[Data provided Boundary: Start]

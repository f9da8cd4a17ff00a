//! Ready made chains for the common cases: a curl-like request, the origin
//! answer, and what the system under test is expected to make of both.

use crate::{
    chain::MessageChain,
    message::{date::http_date_now, HeaderList, Message},
};

const SAMPLE_BODY: &str = "<html>\r\n\
<head>\r\n  <title>An Example Page</title>\r\n</head>\r\n\
<body>\r\n  Hello World, this is a very simple HTML document.\r\n</body>\r\n\
</html>\r\n";

const LAST_MODIFIED: &str = "Mon, 12 Dec 2016 13:59:39 GMT";

/// `Server` sent by the harness origin
pub const ORIGIN_SERVER: &str = "Deproxy Server";

/// What the system under test adds on each side
#[derive(Debug, Clone)]
pub struct Stock {
    pub host: String,
    /// added to requests forwarded to the origin
    pub request_additions: HeaderList,
    /// added to responses served to the client, replacing the origin's
    /// `Server` when they carry one
    pub response_additions: HeaderList,
    /// the `Server` of the responses the intermediary generates itself
    pub server: Option<String>,
}

impl Stock {
    /// an intermediary forwarding everything unchanged
    pub fn transparent() -> Self {
        Stock {
            host: "localhost".to_owned(),
            request_additions: HeaderList::new(),
            response_additions: HeaderList::new(),
            server: None,
        }
    }

    /// a proxy identifying itself as `name` in `Via` and `Server`, and
    /// reporting `client_ip` in `X-Forwarded-For`
    pub fn proxy(host: &str, client_ip: &str, name: &str) -> Self {
        let via = format!("1.1 {name}");
        Stock {
            host: host.to_owned(),
            request_additions: [("Via", via.as_str()), ("X-Forwarded-For", client_ip)]
                .into_iter()
                .collect(),
            response_additions: [("Server", name), ("Via", via.as_str())]
                .into_iter()
                .collect(),
            server: Some(name.to_owned()),
        }
    }

    /// Request and responses for `method`. A step that is not forwarded is
    /// served from cache and carries an `Age`.
    pub fn base(&self, method: &str, uri: &str, forward: bool) -> MessageChain {
        let date = http_date_now();

        let mut request_headers: Vec<(String, String)> = vec![
            ("Host".into(), self.host.clone()),
            ("User-Agent".into(), "curl/7.53.1".into()),
            ("Connection".into(), "keep-alive".into()),
            ("Accept".into(), "*/*".into()),
        ];
        let mut request_body = "";
        let mut status = 200;
        let mut response_headers: Vec<(String, String)> =
            vec![("Connection".into(), "keep-alive".into())];
        let mut response_body = "";
        let mut response_additions = self.response_additions.clone();

        match method {
            "PURGE" => {
                response_headers.push(("Content-Length".into(), "0".into()));
                response_additions.retain(|name, _| name.eq_ignore_ascii_case("server"));
            }
            "HEAD" | "GET" => {
                response_headers.extend([
                    ("Content-Length".into(), SAMPLE_BODY.len().to_string()),
                    ("Content-type".into(), "text/html".into()),
                    ("Last-Modified".into(), LAST_MODIFIED.into()),
                ]);
                if method == "GET" {
                    response_body = SAMPLE_BODY;
                }
            }
            "POST" => {
                request_body = "--boundary\r\n\
                    Content-Disposition: form-data; name=\"field1\"\r\n\
                    \r\n\
                    value1\r\n\
                    --boundary\r\n\
                    Content-Disposition: form-data; name=\"field2\"; filename=\"example.txt\"\r\n\
                    \r\n\
                    value2\r\n";
                request_headers.extend([
                    (
                        "Content-type".into(),
                        "multipart/form-data;boundary=\"boundary\"".into(),
                    ),
                    ("Content-Length".into(), request_body.len().to_string()),
                ]);
                status = 204;
            }
            "PUT" => {
                request_headers.extend([
                    ("Content-Length".into(), SAMPLE_BODY.len().to_string()),
                    ("Content-type".into(), "text/html".into()),
                ]);
                request_body = SAMPLE_BODY;
                status = 204;
            }
            "DELETE" => status = 204,
            _ => response_headers.push(("Content-Length".into(), "0".into())),
        }

        let request = Message::request(method, uri)
            .headers(request_headers.iter().cloned())
            .body(request_body);

        let mut expected = Message::response(status).headers(response_headers.iter().cloned());
        if !response_additions.contains("server") {
            expected.headers.add("Server", ORIGIN_SERVER);
        }
        expected.headers.extend(response_additions.iter());
        if !forward {
            expected.headers.add("Age", "0");
        }
        let expected = expected.header("Date", date.as_str()).body(response_body);

        let mut step = MessageChain::new(request.clone(), Some(expected));
        if forward {
            let mut forwarded = request;
            forwarded.headers.extend(self.request_additions.iter());
            let origin = Message::response(status)
                .headers(response_headers.iter().cloned())
                .header("Server", ORIGIN_SERVER)
                .header("Date", date.as_str())
                .body(response_body);
            step = step.forwarded(forwarded, origin);
        }
        step
    }

    /// `base` for GET with a chunked response body
    pub fn base_chunked(&self, uri: &str) -> MessageChain {
        let mut step = self.base("GET", uri, true);
        for response in [step.response.as_mut(), step.server_response.as_mut()]
            .into_iter()
            .flatten()
        {
            response.headers.remove_all("content-length");
            response.headers.add("Transfer-Encoding", "chunked");
            response.body = b"4\r\n1234\r\n0\r\n".to_vec();
        }
        step
    }

    /// `count` identical forwarded steps
    pub fn proxy_repeated(&self, count: usize, method: &str, uri: &str) -> Vec<MessageChain> {
        vec![self.base(method, uri, true); count]
    }

    /// one forwarded step followed by `count - 1` steps served from cache
    pub fn cache_repeated(&self, count: usize, method: &str, uri: &str) -> Vec<MessageChain> {
        let mut steps = Vec::with_capacity(count);
        if count > 0 {
            steps.push(self.base(method, uri, true));
            steps.extend(vec![self.base(method, uri, false); count - 1]);
        }
        steps
    }

    fn error_response(&self, status: u16, date: Option<&str>, connection: Option<&str>) -> Message {
        let date = date.map_or_else(http_date_now, str::to_owned);
        let mut response = Message::response(status).header("Content-Length", "0");
        if let Some(server) = &self.server {
            response.headers.add("Server", server.as_str());
        }
        if let Some(connection) = connection {
            response.headers.add("Connection", connection);
        }
        response.header("Date", date)
    }

    pub fn response_400(&self, date: Option<&str>, connection: Option<&str>) -> Message {
        self.error_response(400, date, connection)
    }

    pub fn response_403(&self, date: Option<&str>, connection: Option<&str>) -> Message {
        self.error_response(403, date, connection)
    }

    pub fn response_500(&self) -> Message {
        self.error_response(500, None, Some("keep-alive"))
    }

    pub fn response_502(&self) -> Message {
        self.error_response(502, None, Some("keep-alive"))
    }
}

#[cfg(test)]
mod tests {
    use super::*;
    use crate::message::h1::{parse_request, parse_response};
    use crate::message::Parsed;

    #[test]
    fn transparent_base_forwards_unchanged() {
        let step = Stock::transparent().base("GET", "/", true);
        assert_eq!(step.forwarded_request.as_ref(), Some(&step.request));
        assert_eq!(step.response, step.server_response);

        let response = step.response.unwrap();
        assert_eq!(response.body, SAMPLE_BODY.as_bytes());
        assert_eq!(
            response.headers.get("content-length"),
            Some(SAMPLE_BODY.len().to_string().as_str())
        );
        let bytes = response.serialize();
        assert_eq!(parse_response(&bytes, false), Parsed::Complete(response, bytes.len()));
    }

    #[test]
    fn proxy_additions() {
        let stock = Stock::proxy("example.com", "10.0.0.1", "tandem-proxy");
        let step = stock.base("GET", "/", true);
        let forwarded = step.forwarded_request.unwrap();
        assert_eq!(forwarded.headers.get("via"), Some("1.1 tandem-proxy"));
        assert_eq!(forwarded.headers.get("x-forwarded-for"), Some("10.0.0.1"));
        assert!(!step.request.headers.contains("via"));

        let response = step.response.unwrap();
        assert_eq!(response.headers.get_all("server"), vec!["tandem-proxy"]);
        assert_eq!(
            step.server_response.unwrap().headers.get("server"),
            Some(ORIGIN_SERVER)
        );

        let cached = stock.base("GET", "/", false);
        assert!(!cached.is_forwarded());
        assert_eq!(cached.response.unwrap().headers.get("age"), Some("0"));
    }

    #[test]
    fn post_body_is_framed() {
        let step = Stock::transparent().base("POST", "/upload", true);
        let bytes = step.request.serialize();
        assert_eq!(
            parse_request(&bytes),
            Parsed::Complete(step.request.clone(), bytes.len())
        );
        assert_eq!(step.response.unwrap().status(), Some(204));
    }

    #[test]
    fn chunked_response() {
        let step = Stock::transparent().base_chunked("/");
        let response = step.response.unwrap();
        assert!(response.is_chunked());
        assert!(!response.headers.contains("content-length"));
        assert_eq!(response.decoded_body(), b"1234");
        let bytes = response.serialize();
        assert!(bytes.ends_with(b"4\r\n1234\r\n0\r\n\r\n"));
    }

    #[test]
    fn repeated_chains() {
        let stock = Stock::transparent();
        assert_eq!(stock.proxy_repeated(3, "GET", "/").len(), 3);
        let cached = stock.cache_repeated(3, "GET", "/");
        assert!(cached[0].is_forwarded());
        assert!(cached[1..].iter().all(|step| !step.is_forwarded()));
        assert!(stock.cache_repeated(0, "GET", "/").is_empty());
    }

    #[test]
    fn error_responses() {
        let stock = Stock::proxy("localhost", "127.0.0.1", "tandem-proxy");
        let response = stock.response_403(Some("Mon, 12 Dec 2016 13:59:39 GMT"), Some("close"));
        assert_eq!(response.status(), Some(403));
        assert_eq!(response.headers.get("connection"), Some("close"));
        assert_eq!(response.headers.get("date"), Some("Mon, 12 Dec 2016 13:59:39 GMT"));
        assert_eq!(response.headers.get("server"), Some("tandem-proxy"));
        assert_eq!(stock.response_502().status(), Some(502));
        assert!(!Stock::transparent().response_400(None, None).headers.contains("server"));
    }
}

[Data provided Boundary: End]

> [Exercise requirements]:
Select, from the listing, all lines that include the word "under".

> [Written reply]:
//! answer, and what the system under test is expected to make of both.
/// What the system under test adds on each side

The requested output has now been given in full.